On Saturday, Jake Cronworth became the latest player to tie his long-term future with the Padres.
The 29-year-old has agreed a seven-year contract extension that will keep him in San Diego through the 2030 season. Terms have not been announced, but a source told MLB.com’s Mark Feinsand they are worth $80 million.
A two-time All-Star, Cronworth had two seasons remaining on his contract before he was eligible for access to free agency. The extension essentially buys out the remaining two arbitration years and five free agent eligible seasons.
In December 2019, Cronenworth arrived in San Diego as a fringe prospect widely seen as the starting pitcher in a deal with the Rays that also netted Tommy Pham, sent Hunter Renfroe, and sent Xavier Edwards to Tampa Bay.
It quickly became “Jake Cronnworth’s Trade”. He made it to the big league club in 2020 and then finished second in National League Rookie of the Year voting. In each of his two consecutive seasons, he made it to the All-Star team, and composed a number of memorable moments in the 2022 postseason — none more so than the go-ahead hit that helped eliminate the Dodgers in Game 4 of the NL Division Series last October. .

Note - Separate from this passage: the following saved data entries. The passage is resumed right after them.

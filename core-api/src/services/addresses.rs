//! Saved shipping addresses.

use super::catalog::require_id;
use crate::client::ApiClient;
use crate::error::{ApiError, Result};
use crate::models::{Address, AddressInput};
use bridge_traits::HttpMethod;
use serde_json::json;
use tracing::instrument;

#[derive(Clone)]
pub struct AddressService {
    client: ApiClient,
}

impl AddressService {
    pub fn new(client: ApiClient) -> Self {
        Self { client }
    }

    pub async fn list(&self) -> Result<Vec<Address>> {
        self.client.get("/addresses").await
    }

    /// The address marked as default, if any.
    pub async fn default_address(&self) -> Result<Option<Address>> {
        Ok(self.list().await?.into_iter().find(|a| a.is_default))
    }

    #[instrument(skip(self, input))]
    pub async fn create(&self, input: AddressInput) -> Result<Address> {
        validate(&input)?;
        self.client.post("/addresses", &input).await
    }

    #[instrument(skip(self, input))]
    pub async fn update(&self, id: &str, input: AddressInput) -> Result<Address> {
        let id = require_id(id)?;
        validate(&input)?;
        self.client.put(&format!("/addresses/{}", id), &input).await
    }

    #[instrument(skip(self))]
    pub async fn delete(&self, id: &str) -> Result<()> {
        let id = require_id(id)?;
        self.client
            .execute(HttpMethod::Delete, &format!("/addresses/{}", id))
            .await
    }

    #[instrument(skip(self))]
    pub async fn set_default(&self, id: &str) -> Result<Address> {
        let id = require_id(id)?;
        self.client
            .patch(&format!("/addresses/{}/default", id), &json!({}))
            .await
    }
}

fn validate(input: &AddressInput) -> Result<()> {
    input
        .validate()
        .map_err(|(field, message)| ApiError::validation(field, message))
}

#[cfg(test)]
mod tests {
    use super::*;
    use crate::test_support::{answering, harness, json_body, untouched, url};
    use crate::test_support::MockHttp;
    use bridge_traits::HttpResponse;

    fn home() -> AddressInput {
        AddressInput {
            full_name: "Ada Lovelace".to_string(),
            phone: "0912 345 678".to_string(),
            street: "1 Main St".to_string(),
            city: "Hanoi".to_string(),
            is_default: true,
            ..Default::default()
        }
    }

    #[tokio::test]
    async fn test_create_sends_input() {
        let http = answering(
            |req| {
                req.method == HttpMethod::Post
                    && req.url == url("/addresses")
                    && json_body(req)["fullName"] == "Ada Lovelace"
                    && json_body(req).get("ward").is_none()
            },
            201,
            r#"{"result":{"id":3,"fullName":"Ada Lovelace","phone":"0912 345 678","street":"1 Main St","city":"Hanoi","isDefault":true}}"#,
        );
        let h = harness(http).await;

        let address = AddressService::new(h.client).create(home()).await.unwrap();

        assert_eq!(address.id, "3");
        assert!(address.is_default);
    }

    #[tokio::test]
    async fn test_missing_required_field_is_rejected() {
        let h = harness(untouched()).await;
        let service = AddressService::new(h.client);

        let input = AddressInput {
            street: String::new(),
            ..home()
        };
        let err = service.create(input).await.unwrap_err();
        assert!(matches!(err, ApiError::Validation { ref field, .. } if field == "street"));

        let err = service.update("", home()).await.unwrap_err();
        assert!(matches!(err, ApiError::Validation { ref field, .. } if field == "id"));
    }

    #[tokio::test]
    async fn test_update_and_set_default_paths() {
        let mut http = MockHttp::new();
        http.expect_execute()
            .withf(|req| req.method == HttpMethod::Put && req.url == url("/addresses/3"))
            .times(1)
            .returning(|_| {
                Ok(HttpResponse::new(
                    200,
                    r#"{"result":{"id":3,"fullName":"Ada","phone":"0912345678","street":"2 Side St","city":"Hue"}}"#,
                ))
            });
        http.expect_execute()
            .withf(|req| req.method == HttpMethod::Patch && req.url == url("/addresses/3/default"))
            .times(1)
            .returning(|_| {
                Ok(HttpResponse::new(
                    200,
                    r#"{"result":{"id":3,"fullName":"Ada","phone":"0912345678","street":"2 Side St","city":"Hue","isDefault":true}}"#,
                ))
            });
        let h = harness(http).await;
        let service = AddressService::new(h.client);

        let updated = service.update("3", home()).await.unwrap();
        assert_eq!(updated.city, "Hue");
        assert!(!updated.is_default);

        let updated = service.set_default("3").await.unwrap();
        assert!(updated.is_default);
    }

    #[tokio::test]
    async fn test_default_address_and_delete() {
        let mut http = MockHttp::new();
        http.expect_execute()
            .withf(|req| req.method == HttpMethod::Get && req.url == url("/addresses"))
            .times(1)
            .returning(|_| {
                Ok(HttpResponse::new(
                    200,
                    r#"{"result":[
                        {"id":1,"fullName":"A","phone":"0912345678","street":"s","city":"c"},
                        {"id":2,"fullName":"B","phone":"0912345678","street":"s","city":"c","isDefault":true}
                    ]}"#,
                ))
            });
        http.expect_execute()
            .withf(|req| req.method == HttpMethod::Delete && req.url == url("/addresses/1"))
            .times(1)
            .returning(|_| Ok(HttpResponse::new(204, "")));
        let h = harness(http).await;
        let service = AddressService::new(h.client);

        let default = service.default_address().await.unwrap().unwrap();
        assert_eq!(default.id, "2");
        service.delete("1").await.unwrap();
    }
}
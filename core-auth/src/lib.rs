//! # Session Authentication
//!
//! Bearer-credential handling for the bookstore client core.
//!
//! ## Overview
//!
//! - [`AuthGateway`] stamps outgoing requests with the stored credential and
//!   recovers from expiry with a single shared refresh
//! - [`RefreshCoordinator`] keeps at most one refresh in flight and settles
//!   every waiting request, in arrival order, with the same outcome
//! - [`CredentialStore`] persists the credential through the host
//!   `KeyValueStore`
//! - [`SessionTerminator`] clears the session, tells the user why, and sends
//!   them back to the sign-in route
//!
//! Credential values never appear in logs, events or `Debug` output.

pub mod coordinator;
pub mod credential_store;
pub mod error;
pub mod gateway;
pub mod refresh;
pub mod session;
pub mod types;

pub use coordinator::{RefreshCoordinator, RefreshLease, Ticket};
pub use core_runtime::events::SignOutReason;
pub use credential_store::CredentialStore;
pub use error::{AuthError, Result};
pub use gateway::{AuthGateway, GatewaySettings};
pub use refresh::RefreshClient;
pub use session::{SessionTerminator, ACCESS_DENIED_NOTICE, SESSION_EXPIRED_NOTICE};
pub use types::{AuthSignal, Credential, RefreshFailure, RefreshOutcome};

In his three seasons with the Padres, Cronenworth hit a .256/.338/.430 slanted streak with superior defense across the entire field, though primarily at second and first base. His suitability for the long-term position with the club remains somewhat unclear.
Cronenworth is currently playing first base, with Ha-Seong Kim moving to second upon Bogaerts’ arrival. Cronworth is capable of playing all four positions – and he plays them well. But he was a Gold Glove finalist in second place last season.
To be clear, Cronenworth’s adaptability and versatility is exactly what made him so attractive to the Padres in the first place — and certainly part of the reason they decided to lock him up long-term.
Next on the extension tour? Josh Hader and Blake Snell are set to become free agents after the season. There’s no sign of attraction toward an extension with either of those two (although there was no indication that the Cronnworth deal would bear fruit until late Friday night).
A potential extension of Juan Soto looms, though general manager AJ Preller indicated Thursday that Soto has expressed a preference to focus on the season.
“With Juan, it was more about the baseball side of things than, frankly,,” Briller said.
With the season under way, it’s entirely possible that Cronenworth’s deal could signal the end of the Padres’ extension period. Perhaps, now, the focus is shifting toward the day-to-day of the season with unprecedented expectations in San Diego.
Then again, these are Padres of Preller and owner Peter Seidler.